## Task details
Each line below that contains the word "bool" must be copied.
::: Supplied records :::
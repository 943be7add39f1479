//! Value model shared by the engine and the attribute resolvers

mod resource;
mod value;

pub use resource::ResourceRecord;
pub use value::{scalar_to_string, type_name};
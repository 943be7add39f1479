//! CloudFormation template resolver
//!
//! Evaluates a declarative template document into a fully resolved,
//! intrinsic-function-free document: constant folding over the `Fn::*`
//! expression language, condition evaluation with resource pruning, and
//! reference resolution against a caller-supplied context. No network calls
//! are made; account ids, exports and SSM values all come from the context.

pub mod engine;
pub mod evaluator;
pub mod model;
pub mod registry;

// Re-export main types
pub use engine::{ResolveOptions, ResolvedTemplate, resolve_template};
pub use evaluator::{
    NO_VALUE, Resolved, ResolveError, ResolveResult, TemplateContext, TemplateEngine,
};
pub use registry::{AttributeResolver, EchoAttributeResolver, StandardAttributeResolver};
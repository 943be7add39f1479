// ARN construction policy

use crate::evaluator::TemplateContext;

/// Shape of an ARN for one service's resources
///
/// Renders `arn:<partition>:<service>:<region>:<account>[:<resource>]<sep><name>`
/// where the region segment collapses to empty for global services, the
/// account segment collapses to empty for unqualified resources, and the
/// separator before the name is `:` or `/` depending on the service's
/// convention.
#[derive(Debug, Clone, Copy, PartialEq, Eq)]
pub struct ArnTemplate {
    service: &'static str,
    resource: Option<&'static str>,
    slash_resource: bool,
    global_service: bool,
    no_account: bool,
}

impl ArnTemplate {
    /// Start an ARN template for a service, colon-separated, regional,
    /// account-qualified
    pub const fn new(service: &'static str) -> Self {
        Self {
            service,
            resource: None,
            slash_resource: false,
            global_service: false,
            no_account: false,
        }
    }

    /// Add a fixed resource-type segment before the name
    pub const fn resource(mut self, resource: &'static str) -> Self {
        self.resource = Some(resource);
        self
    }

    /// Separate the resource name with `/` instead of `:`
    pub const fn slash_separated(mut self) -> Self {
        self.slash_resource = true;
        self
    }

    /// Global service: the region segment stays empty
    pub const fn global(mut self) -> Self {
        self.global_service = true;
        self
    }

    /// Unqualified resource: the account segment stays empty
    pub const fn account_unqualified(mut self) -> Self {
        self.no_account = true;
        self
    }

    /// Render the ARN for a resource name
    pub fn format(&self, name: &str, context: &TemplateContext) -> String {
        let region = if self.global_service {
            ""
        } else {
            context.region.as_str()
        };
        let account = if self.no_account {
            ""
        } else {
            context.account.as_str()
        };
        let mut arn = format!(
            "arn:{}:{}:{}:{}",
            context.partition, self.service, region, account
        );
        if let Some(resource) = self.resource {
            arn.push(':');
            arn.push_str(resource);
        }
        arn.push(if self.slash_resource { '/' } else { ':' });
        arn.push_str(name);
        arn
    }
}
:::
## Output below
    slash_resource: bool,
    global_service: bool,
    no_account: bool,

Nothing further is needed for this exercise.